Task to complete
Write out each record a second time, exactly.
________
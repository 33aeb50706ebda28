//! Social rollout kit generation.

use crate::pacing::Pacing;
use crate::vocabulary::{self, capitalize, pick};
use cinemuse_core::{GenerationSettings, NormalizedConcept, SocialKit};

/// Evergreen tags appended after the concept-derived ones.
const STOCK_TAGS: &[&str] = &[
    "#filmmaking",
    "#shortfilm",
    "#screenwriting",
    "#cinematography",
    "#storyboard",
    "#aicinema",
    "#moviemagic",
    "#indiefilm",
    "#behindthescenes",
    "#conceptart",
];

/// Generate titles, captions, and tags for rollout.
pub fn generate(concept: &NormalizedConcept, settings: &GenerationSettings) -> SocialKit {
    let pacing = Pacing::for_length(*settings.target_length());
    let base = vocabulary::seed(concept.lowercase());
    let intensity = *settings.intensity();
    let era = *settings.era();

    let titles = (0..pacing.social_titles)
        .map(|i| {
            let adjective = pick(vocabulary::adjectives(intensity), base + i);
            match i % 3 {
                0 => format!("What if {}?", concept.lowercase()),
                1 => format!(
                    "We turned \"{}\" into a {adjective} film blueprint",
                    concept.raw()
                ),
                _ => format!(
                    "{}: the {adjective} cut nobody asked for (yet)",
                    capitalize(concept.primary_keyword())
                ),
            }
        })
        .collect();

    let captions = (0..pacing.social_captions)
        .map(|i| {
            let image = pick(vocabulary::imagery(era), base + i);
            let register = pick(vocabulary::registers(intensity), base + i);
            match i % 2 {
                0 => format!(
                    "{display}. Somewhere between {image} and {register}, a film is waiting. \
                     Full breakdown in the thread.",
                    display = concept.display()
                ),
                _ => format!(
                    "Every frame of this one earns its {register}. \
                     Concept: {concept}.",
                    concept = concept.lowercase()
                ),
            }
        })
        .collect();

    let tags = concept
        .keywords()
        .iter()
        .map(|keyword| format!("#{keyword}"))
        .chain(STOCK_TAGS.iter().map(|tag| tag.to_string()))
        .take(pacing.social_tags)
        .collect();

    SocialKit {
        titles,
        captions,
        tags,
    }
}
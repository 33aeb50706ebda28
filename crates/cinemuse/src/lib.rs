//! Cinemuse - deterministic cinematic content studio engine.
//!
//! Cinemuse turns a short free-text "concept" plus three tone dials into a
//! structured bundle of cinematic writing artifacts: story ideas, scene
//! beats, storyboard frames, a shot list, voiceover, poster and video
//! prompts, and a social rollout kit. Generation is a pure synchronous
//! computation; the same concept and settings always produce the same
//! document.
//!
//! # Quick Start
//!
//! ```
//! use cinemuse::{ContentSection, GenerationSettings, generate_movie_content, to_plain_text};
//!
//! let settings = GenerationSettings::default();
//! let document = generate_movie_content(
//!     "a community of lighthouse keepers who exchange memories through light",
//!     &settings,
//! );
//!
//! assert!(!document.story_ideas.is_empty());
//!
//! // Per-section plain text, ready for the clipboard.
//! let shot_table = to_plain_text(ContentSection::ShotList, &document);
//! assert!(shot_table.contains(" | "));
//! ```
//!
//! # Architecture
//!
//! Cinemuse is organized as a workspace with focused crates:
//!
//! - `cinemuse_core` - concept normalization, tone dials, document types
//! - `cinemuse_error` - error types
//! - `cinemuse_engine` - vocabulary tables, pacing, section generators
//! - `cinemuse_export` - per-section plain-text rendering
//!
//! This crate (`cinemuse`) re-exports everything for convenience.

#![forbid(unsafe_code)]
#![warn(missing_docs)]

mod telemetry;

pub use cinemuse_core::{
    ContentSection, DialogueLine, Era, FALLBACK_CONCEPT, GeneratedMovieContent,
    GenerationSettings, GenerationSettingsBuilder, Intensity, NormalizedConcept, SAMPLE_CONCEPT,
    SceneBeat, SectionSelection, Shot, SocialKit, StoryIdea, TargetLength, VideoPrompt,
    VisualFrame,
};
pub use cinemuse_engine::{Pacing, generate_movie_content, sections};
pub use cinemuse_error::{
    CinemuseError, CinemuseErrorKind, CinemuseResult, SettingsError, SettingsErrorKind,
    TelemetryError,
};
pub use cinemuse_export::to_plain_text;
pub use telemetry::init_telemetry;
________
Task output
repository 33aeb50706ebda28
//! Social rollout kit generation.

use crate::pacing::Pacing;
use crate::vocabulary::{self, capitalize, pick};
use cinemuse_core::{GenerationSettings, NormalizedConcept, SocialKit};

/// Evergreen tags appended after the concept-derived ones.
const STOCK_TAGS: &[&str] = &[
    "#filmmaking",
    "#shortfilm",
    "#screenwriting",
    "#cinematography",
    "#storyboard",
    "#aicinema",
    "#moviemagic",
    "#indiefilm",
    "#behindthescenes",
    "#conceptart",
];

/// Generate titles, captions, and tags for rollout.
pub fn generate(concept: &NormalizedConcept, settings: &GenerationSettings) -> SocialKit {
    let pacing = Pacing::for_length(*settings.target_length());
    let base = vocabulary::seed(concept.lowercase());
    let intensity = *settings.intensity();
    let era = *settings.era();

    let titles = (0..pacing.social_titles)
        .map(|i| {
            let adjective = pick(vocabulary::adjectives(intensity), base + i);
            match i % 3 {
                0 => format!("What if {}?", concept.lowercase()),
                1 => format!(
                    "We turned \"{}\" into a {adjective} film blueprint",
                    concept.raw()
                ),
                _ => format!(
                    "{}: the {adjective} cut nobody asked for (yet)",
                    capitalize(concept.primary_keyword())
                ),
            }
        })
        .collect();

    let captions = (0..pacing.social_captions)
        .map(|i| {
            let image = pick(vocabulary::imagery(era), base + i);
            let register = pick(vocabulary::registers(intensity), base + i);
            match i % 2 {
                0 => format!(
                    "{display}. Somewhere between {image} and {register}, a film is waiting. \
                     Full breakdown in the thread.",
                    display = concept.display()
                ),
                _ => format!(
                    "Every frame of this one earns its {register}. \
                     Concept: {concept}.",
                    concept = concept.lowercase()
                ),
            }
        })
        .collect();

    let tags = concept
        .keywords()
        .iter()
        .map(|keyword| format!("#{keyword}"))
        .chain(STOCK_TAGS.iter().map(|tag| tag.to_string()))
        .take(pacing.social_tags)
        .collect();

    SocialKit {
        titles,
        captions,
        tags,
    }
}
repository 33aeb50706ebda28
filename crates/cinemuse/src/lib.rs
//! Cinemuse - deterministic cinematic content studio engine.
//!
//! Cinemuse turns a short free-text "concept" plus three tone dials into a
//! structured bundle of cinematic writing artifacts: story ideas, scene
//! beats, storyboard frames, a shot list, voiceover, poster and video
//! prompts, and a social rollout kit. Generation is a pure synchronous
//! computation; the same concept and settings always produce the same
//! document.
//!
//! # Quick Start
//!
//! ```
//! use cinemuse::{ContentSection, GenerationSettings, generate_movie_content, to_plain_text};
//!
//! let settings = GenerationSettings::default();
//! let document = generate_movie_content(
//!     "a community of lighthouse keepers who exchange memories through light",
//!     &settings,
//! );
//!
//! assert!(!document.story_ideas.is_empty());
//!
//! // Per-section plain text, ready for the clipboard.
//! let shot_table = to_plain_text(ContentSection::ShotList, &document);
//! assert!(shot_table.contains(" | "));
//! ```
//!
//! # Architecture
//!
//! Cinemuse is organized as a workspace with focused crates:
//!
//! - `cinemuse_core` - concept normalization, tone dials, document types
//! - `cinemuse_error` - error types
//! - `cinemuse_engine` - vocabulary tables, pacing, section generators
//! - `cinemuse_export` - per-section plain-text rendering
//!
//! This crate (`cinemuse`) re-exports everything for convenience.

#![forbid(unsafe_code)]
#![warn(missing_docs)]

mod telemetry;

pub use cinemuse_core::{
    ContentSection, DialogueLine, Era, FALLBACK_CONCEPT, GeneratedMovieContent,
    GenerationSettings, GenerationSettingsBuilder, Intensity, NormalizedConcept, SAMPLE_CONCEPT,
    SceneBeat, SectionSelection, Shot, SocialKit, StoryIdea, TargetLength, VideoPrompt,
    VisualFrame,
};
pub use cinemuse_engine::{Pacing, generate_movie_content, sections};
pub use cinemuse_error::{
    CinemuseError, CinemuseErrorKind, CinemuseResult, SettingsError, SettingsErrorKind,
    TelemetryError,
};
pub use cinemuse_export::to_plain_text;
pub use telemetry::init_telemetry;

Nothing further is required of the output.